[Start of section]

// SPDX-License-Identifier: MIT
//
// Copyright (c) 2025 Alexandre Severino
//
// Permission is hereby granted, free of charge, to any person obtaining a copy
// of this software and associated documentation files (the "Software"), to deal
// in the Software without restriction, including without limitation the rights
// to use, copy, modify, merge, publish, distribute, sublicense, and/or sell
// copies of the Software, and to permit persons to whom the Software is
// furnished to do so, subject to the following conditions:
//
// The above copyright notice and this permission notice shall be included in
// all copies or substantial portions of the Software.
//
// THE SOFTWARE IS PROVIDED "AS IS", WITHOUT WARRANTY OF ANY KIND, EXPRESS OR
// IMPLIED, INCLUDING BUT NOT LIMITED TO THE WARRANTIES OF MERCHANTABILITY,
// FITNESS FOR A PARTICULAR PURPOSE AND NONINFRINGEMENT. IN NO EVENT SHALL THE
// AUTHORS OR COPYRIGHT HOLDERS BE LIABLE FOR ANY CLAIM, DAMAGES OR OTHER
// LIABILITY, WHETHER IN AN ACTION OF CONTRACT, TORT OR OTHERWISE, ARISING FROM,
// OUT OF OR IN CONNECTION WITH THE SOFTWARE OR THE USE OR OTHER DEALINGS IN THE
// SOFTWARE.

mod common;

use std::io::Write;

use common::{cube_specs, faces_from_cycles, prism_specs, torus_specs};
use rand::rngs::StdRng;
use rand::seq::SliceRandom;
use rand::{Rng, SeedableRng};
use rotunfold::Error;
use rotunfold::error::StructureError;
use rotunfold::io::load_polyhedron;
use rotunfold::polyhedron::{NeighborSpec, PolyhedronStructure, VertexIncidence};
use test_log::test;

fn faces_per_vertex(poly: &PolyhedronStructure) -> Vec<usize> {
    let mut count = vec![0; poly.num_vertices()];
    for f in 0..poly.num_faces() {
        for &v in poly.face_vertices(f) {
            count[v] += 1;
        }
    }
    count
}

#[test]
fn test_cube_incidence() {
    let poly = PolyhedronStructure::from_specs(&cube_specs()).unwrap();
    assert_eq!(poly.num_faces(), 6);
    assert_eq!(poly.shared_edges().len(), 12);
    assert_eq!(poly.num_vertices(), 8);
    assert!(faces_per_vertex(&poly).iter().all(|&c| c == 3));
    // first face, first corner
    assert_eq!(poly.vertex_of(0, 0), 0);
}

#[test]
fn test_torus_and_prism_incidence() {
    let torus = PolyhedronStructure::from_specs(&torus_specs()).unwrap();
    assert_eq!(torus.num_vertices(), 16);
    assert!(faces_per_vertex(&torus).iter().all(|&c| c == 4));

    let prism = PolyhedronStructure::from_specs(&prism_specs()).unwrap();
    assert_eq!(prism.num_vertices(), 6);
    assert_eq!(prism.shared_edges().len(), 9);
    assert!(faces_per_vertex(&prism).iter().all(|&c| c == 3));
}

#[test]
fn test_corners_across_an_edge_agree() {
    let poly = PolyhedronStructure::from_specs(&cube_specs()).unwrap();
    for e in poly.shared_edges() {
        let (f, i) = (e.first.face, e.first.local);
        let (g, j) = (e.second.face, e.second.local);
        let gon_f = poly.face(f).unwrap().gon;
        let gon_g = poly.face(g).unwrap().gon;
        assert_eq!(poly.vertex_of(f, i), poly.vertex_of(g, (j + gon_g - 1) % gon_g));
        assert_eq!(poly.vertex_of(f, (i + gon_f - 1) % gon_f), poly.vertex_of(g, j));
    }
}

#[test]
fn test_incidence_ignores_edge_order() {
    let poly = PolyhedronStructure::from_specs(&torus_specs()).unwrap();
    let reference = VertexIncidence::build(poly.faces(), poly.shared_edges());
    assert_eq!(&reference, poly.incidence());

    let mut rng = StdRng::seed_from_u64(0x5eed);
    for _ in 0..32 {
        let mut edges = poly.shared_edges().to_vec();
        edges.shuffle(&mut rng);
        for e in edges.iter_mut() {
            if rng.random_bool(0.5) {
                *e = e.flipped();
            }
        }
        let permuted = VertexIncidence::build(poly.faces(), &edges);
        assert_eq!(permuted, reference);
    }
}

#[test]
fn test_rejects_empty_and_degenerate() {
    assert_eq!(PolyhedronStructure::from_specs(&[]).unwrap_err(), StructureError::Empty);

    let mut specs = cube_specs();
    specs[3].gon = 2;
    specs[3].neighbors.truncate(2);
    assert_eq!(
        PolyhedronStructure::from_specs(&specs).unwrap_err(),
        StructureError::DegenerateFace { face: 3, gon: 2 }
    );
}

#[test]
fn test_rejects_gon_mismatch() {
    let mut specs = cube_specs();
    specs[1].gon = 5;
    assert_eq!(
        PolyhedronStructure::from_specs(&specs).unwrap_err(),
        StructureError::GonMismatch {
            face: 1,
            gon: 5,
            neighbors: 4
        }
    );
}

#[test]
fn test_rejects_neighbor_out_of_range() {
    let mut specs = cube_specs();
    specs[2].neighbors[1].face_id = 6;
    assert!(matches!(
        PolyhedronStructure::from_specs(&specs).unwrap_err(),
        StructureError::NeighborOutOfRange {
            face: 2,
            local: 1,
            neighbor: 6,
            num_faces: 6
        }
    ));

    specs[2].neighbors[1].face_id = -1;
    assert!(matches!(
        PolyhedronStructure::from_specs(&specs).unwrap_err(),
        StructureError::NeighborOutOfRange { neighbor: -1, .. }
    ));
}

#[test]
fn test_rejects_edge_multiplicity() {
    let mut specs = cube_specs();
    // reuse edge 0 a third time
    specs[5].neighbors[0].edge_id = 0;
    let err = PolyhedronStructure::from_specs(&specs).unwrap_err();
    assert!(matches!(err, StructureError::EdgeMultiplicity { .. }), "{err}");
}

#[test]
fn test_rejects_inconsistent_neighbor() {
    // Two triangles glued along all three edges, but one entry names itself.
    let mut specs = faces_from_cycles(&[vec![0, 1, 2], vec![0, 2, 1]]);
    specs[0].neighbors[2] = NeighborSpec {
        edge_id: specs[0].neighbors[2].edge_id,
        face_id: 0,
    };
    let err = PolyhedronStructure::from_specs(&specs).unwrap_err();
    assert!(matches!(
        err,
        StructureError::InconsistentNeighbor {
            face: 0,
            other: 1,
            named: 0,
            ..
        }
    ));
}

#[test]
fn test_load_json_and_adj_agree() {
    let specs = cube_specs();
    let dir = tempfile::tempdir().unwrap();

    let json_path = dir.path().join("polyhedron.json");
    let doc = serde_json::json!({ "schema_version": 1, "faces": specs });
    std::fs::write(&json_path, doc.to_string()).unwrap();

    let adj_path = dir.path().join("cube.adj");
    let mut adj = std::fs::File::create(&adj_path).unwrap();
    writeln!(adj, "NF{}", specs.len()).unwrap();
    for s in &specs {
        let edges: Vec<String> = s.neighbors.iter().map(|n| n.edge_id.to_string()).collect();
        let faces: Vec<String> = s.neighbors.iter().map(|n| n.face_id.to_string()).collect();
        writeln!(adj, "N{}", s.gon).unwrap();
        writeln!(adj, "V0 0 0 0").unwrap();
        writeln!(adj, "E{}", edges.join(" ")).unwrap();
        writeln!(adj, "F{}", faces.join(" ")).unwrap();
    }
    drop(adj);

    let from_json = load_polyhedron(&json_path).unwrap();
    let from_adj = load_polyhedron(&adj_path).unwrap();
    assert_eq!(from_json.faces(), from_adj.faces());
    assert_eq!(from_json.incidence(), from_adj.incidence());
}

#[test]
fn test_load_reports_bad_documents() {
    let dir = tempfile::tempdir().unwrap();
    let path = dir.path().join("broken.json");
    std::fs::write(&path, r#"{"faces": [{"gon": 3}]}"#).unwrap();
    assert!(matches!(
        load_polyhedron(&path).unwrap_err(),
        Error::PolyhedronDocument { .. }
    ));

    let path = dir.path().join("open.json");
    let mut specs = cube_specs();
    specs.pop();
    std::fs::write(&path, serde_json::json!({ "faces": specs }).to_string()).unwrap();
    assert!(matches!(
        load_polyhedron(&path).unwrap_err(),
        Error::MalformedStructure(_)
    ));

    assert!(matches!(
        load_polyhedron(dir.path().join("missing.json")).unwrap_err(),
        Error::Io(_)
    ));
}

[End of section]

§ Task details
Starting at the line above that contains "DEALINGS IN THE", write out each line exactly until the line that contains "use rand::seq::SliceRandom;" has been written, and stop there.

§ Solution
// OUT OF OR IN CONNECTION WITH THE SOFTWARE OR THE USE OR OTHER DEALINGS IN THE
// SOFTWARE.

mod common;

use std::io::Write;

use common::{cube_specs, faces_from_cycles, prism_specs, torus_specs};
use rand::rngs::StdRng;
use rand::seq::SliceRandom;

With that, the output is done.